Data for processing section start

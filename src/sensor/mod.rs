// Copyright (c) 2025 Ronan LE MEILLAT, SCTG Development
// This file is part of the rust-sensorstream project and is licensed under the
// SCTG Development Non-Commercial License v1.0 (see LICENSE.md for details).

//! Sensor drivers
//!
//! Each driver owns the byte-level contract with one physical sensor: the
//! power-up sequence, identity verification, range/rate encoding and the
//! conversion from raw register bytes to physical units.
//!
//! - [`adxl345`]: 3-axis accelerometer, outputs `X`, `Y`, `Z` in milli-g
//! - [`bme280`]: environment sensor, outputs `Temperature` (°C), `Pressure` (hPa)
//!   and `Humidity` (%RH)

pub mod adxl345;
pub mod bme280;

use std::collections::BTreeMap;
use std::fmt;
use std::sync::Arc;

use async_trait::async_trait;
use chrono::{DateTime, Utc};
use log::info;
use serde::{Deserialize, Serialize};
use tokio::sync::Mutex;

use crate::bus::SharedBus;
use crate::config::SensorConfig;
use crate::error::SensorError;

pub use adxl345::{Acceleration, Adxl345, Adxl345Options};
pub use bme280::{Bme280, Bme280Options, EnvironmentReading};

/// Named physical outputs of one sample
pub type Outputs = BTreeMap<String, f64>;

/// Supported sensor families
#[derive(Debug, Clone, Copy, PartialEq, Eq, Hash, Serialize, Deserialize)]
#[serde(rename_all = "snake_case")]
pub enum SensorKind {
    /// Analog Devices ADXL345 accelerometer
    Adxl345,
    /// Bosch BME280 temperature/pressure/humidity sensor
    Bme280,
}

impl SensorKind {
    /// Output names emitted for every sample of this sensor
    pub fn output_names(self) -> &'static [&'static str] {
        match self {
            SensorKind::Adxl345 => &["X", "Y", "Z"],
            SensorKind::Bme280 => &["Temperature", "Pressure", "Humidity"],
        }
    }

    /// Default 7-bit bus address of this sensor
    pub fn default_address(self) -> u8 {
        match self {
            SensorKind::Adxl345 => adxl345::DEFAULT_ADDRESS,
            SensorKind::Bme280 => bme280::DEFAULT_ADDRESS,
        }
    }
}

impl fmt::Display for SensorKind {
    fn fmt(&self, f: &mut fmt::Formatter<'_>) -> fmt::Result {
        match self {
            SensorKind::Adxl345 => write!(f, "ADXL345"),
            SensorKind::Bme280 => write!(f, "BME280"),
        }
    }
}

/// An immutable reading in physical units
pub trait Sample {
    /// Named outputs of this reading
    fn outputs(&self) -> Outputs;

    /// Instant the reading was produced
    fn timestamp(&self) -> DateTime<Utc>;
}

/// An opened and configured sensor, as seen by the acquisition scheduler
#[async_trait]
pub trait Sensor: Send {
    /// Sensor family
    fn kind(&self) -> SensorKind;

    /// Read a fresh sample and return its named outputs
    async fn sample(&mut self) -> Result<Outputs, SensorError>;

    /// Release the handle, every later read fails with [`SensorError::Closed`]
    async fn close(&mut self);
}

/// Device handle shared by every acquisition job bound to it
pub type SharedSensor = Arc<Mutex<Box<dyn Sensor>>>;

/// Wrap an opened sensor into a [`SharedSensor`]
pub fn share<S: Sensor + 'static>(sensor: S) -> SharedSensor {
    let sensor: Box<dyn Sensor> = Box::new(sensor);
    Arc::new(Mutex::new(sensor))
}

/// Open the sensor described by the configuration on the given bus
pub async fn open_sensor(bus: SharedBus, config: &SensorConfig) -> Result<SharedSensor, SensorError> {
    let address = config.resolved_address();
    info!("Opening {} at address 0x{:02X}", config.kind, address);

    match config.kind {
        SensorKind::Adxl345 => {
            let options = Adxl345Options::new(config.sensitivity, config.data_rate);
            Ok(share(Adxl345::open(bus, address, options).await?))
        }
        SensorKind::Bme280 => {
            let options = Bme280Options::from_oversampling(config.oversampling);
            Ok(share(Bme280::open(bus, address, options).await?))
        }
    }
}

#[cfg(test)]
mod tests {
    use super::*;
    use crate::bus::{self, MockI2cBus};

    #[test]
    fn test_output_names() {
        assert_eq!(SensorKind::Adxl345.output_names(), &["X", "Y", "Z"]);
        assert_eq!(
            SensorKind::Bme280.output_names(),
            &["Temperature", "Pressure", "Humidity"]
        );
    }

    #[tokio::test]
    async fn test_open_sensor_from_config() {
        let bus = bus::share(MockI2cBus::with_default_devices());

        for kind in [SensorKind::Adxl345, SensorKind::Bme280] {
            let config = SensorConfig {
                kind,
                ..SensorConfig::default()
            };
            let sensor = open_sensor(bus.clone(), &config).await.unwrap();
            let mut sensor = sensor.lock().await;
            assert_eq!(sensor.kind(), kind);

            let outputs = sensor.sample().await.unwrap();
            let names: Vec<&str> = outputs.keys().map(String::as_str).collect();
            let mut expected = kind.output_names().to_vec();
            expected.sort_unstable();
            assert_eq!(names, expected);
        }
    }
}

Data for processing section end

Task to carry out
In full, transcribe each entry of the material exactly.

Exercise result
filename src/sensor/mod.rs
// Copyright (c) 2025 Ronan LE MEILLAT, SCTG Development
// This file is part of the rust-sensorstream project and is licensed under the
// SCTG Development Non-Commercial License v1.0 (see LICENSE.md for details).

//! Sensor drivers
//!
//! Each driver owns the byte-level contract with one physical sensor: the
//! power-up sequence, identity verification, range/rate encoding and the
//! conversion from raw register bytes to physical units.
//!
//! - [`adxl345`]: 3-axis accelerometer, outputs `X`, `Y`, `Z` in milli-g
//! - [`bme280`]: environment sensor, outputs `Temperature` (°C), `Pressure` (hPa)
//!   and `Humidity` (%RH)

pub mod adxl345;
pub mod bme280;

use std::collections::BTreeMap;
use std::fmt;
use std::sync::Arc;

use async_trait::async_trait;
use chrono::{DateTime, Utc};
use log::info;
use serde::{Deserialize, Serialize};
use tokio::sync::Mutex;

use crate::bus::SharedBus;
use crate::config::SensorConfig;
use crate::error::SensorError;

pub use adxl345::{Acceleration, Adxl345, Adxl345Options};
pub use bme280::{Bme280, Bme280Options, EnvironmentReading};

/// Named physical outputs of one sample
pub type Outputs = BTreeMap<String, f64>;

/// Supported sensor families
#[derive(Debug, Clone, Copy, PartialEq, Eq, Hash, Serialize, Deserialize)]
#[serde(rename_all = "snake_case")]
pub enum SensorKind {
    /// Analog Devices ADXL345 accelerometer
    Adxl345,
    /// Bosch BME280 temperature/pressure/humidity sensor
    Bme280,
}

impl SensorKind {
    /// Output names emitted for every sample of this sensor
    pub fn output_names(self) -> &'static [&'static str] {
        match self {
            SensorKind::Adxl345 => &["X", "Y", "Z"],
            SensorKind::Bme280 => &["Temperature", "Pressure", "Humidity"],
        }
    }

    /// Default 7-bit bus address of this sensor
    pub fn default_address(self) -> u8 {
        match self {
            SensorKind::Adxl345 => adxl345::DEFAULT_ADDRESS,
            SensorKind::Bme280 => bme280::DEFAULT_ADDRESS,
        }
    }
}

impl fmt::Display for SensorKind {
    fn fmt(&self, f: &mut fmt::Formatter<'_>) -> fmt::Result {
        match self {
            SensorKind::Adxl345 => write!(f, "ADXL345"),
            SensorKind::Bme280 => write!(f, "BME280"),
        }
    }
}

/// An immutable reading in physical units
pub trait Sample {
    /// Named outputs of this reading
    fn outputs(&self) -> Outputs;

    /// Instant the reading was produced
    fn timestamp(&self) -> DateTime<Utc>;
}

/// An opened and configured sensor, as seen by the acquisition scheduler
#[async_trait]
pub trait Sensor: Send {
    /// Sensor family
    fn kind(&self) -> SensorKind;

    /// Read a fresh sample and return its named outputs
    async fn sample(&mut self) -> Result<Outputs, SensorError>;

    /// Release the handle, every later read fails with [`SensorError::Closed`]
    async fn close(&mut self);
}

/// Device handle shared by every acquisition job bound to it
pub type SharedSensor = Arc<Mutex<Box<dyn Sensor>>>;

/// Wrap an opened sensor into a [`SharedSensor`]
pub fn share<S: Sensor + 'static>(sensor: S) -> SharedSensor {
    let sensor: Box<dyn Sensor> = Box::new(sensor);
    Arc::new(Mutex::new(sensor))
}

/// Open the sensor described by the configuration on the given bus
pub async fn open_sensor(bus: SharedBus, config: &SensorConfig) -> Result<SharedSensor, SensorError> {
    let address = config.resolved_address();
    info!("Opening {} at address 0x{:02X}", config.kind, address);

    match config.kind {
        SensorKind::Adxl345 => {
            let options = Adxl345Options::new(config.sensitivity, config.data_rate);
            Ok(share(Adxl345::open(bus, address, options).await?))
        }
        SensorKind::Bme280 => {
            let options = Bme280Options::from_oversampling(config.oversampling);
            Ok(share(Bme280::open(bus, address, options).await?))
        }
    }
}

#[cfg(test)]
mod tests {
    use super::*;
    use crate::bus::{self, MockI2cBus};

    #[test]
    fn test_output_names() {
        assert_eq!(SensorKind::Adxl345.output_names(), &["X", "Y", "Z"]);
        assert_eq!(
            SensorKind::Bme280.output_names(),
            &["Temperature", "Pressure", "Humidity"]
        );
    }

    #[tokio::test]
    async fn test_open_sensor_from_config() {
        let bus = bus::share(MockI2cBus::with_default_devices());

        for kind in [SensorKind::Adxl345, SensorKind::Bme280] {
            let config = SensorConfig {
                kind,
                ..SensorConfig::default()
            };
            let sensor = open_sensor(bus.clone(), &config).await.unwrap();
            let mut sensor = sensor.lock().await;
            assert_eq!(sensor.kind(), kind);

            let outputs = sensor.sample().await.unwrap();
            let names: Vec<&str> = outputs.keys().map(String::as_str).collect();
            let mut expected = kind.output_names().to_vec();
            expected.sort_unstable();
            assert_eq!(names, expected);
        }
    }
}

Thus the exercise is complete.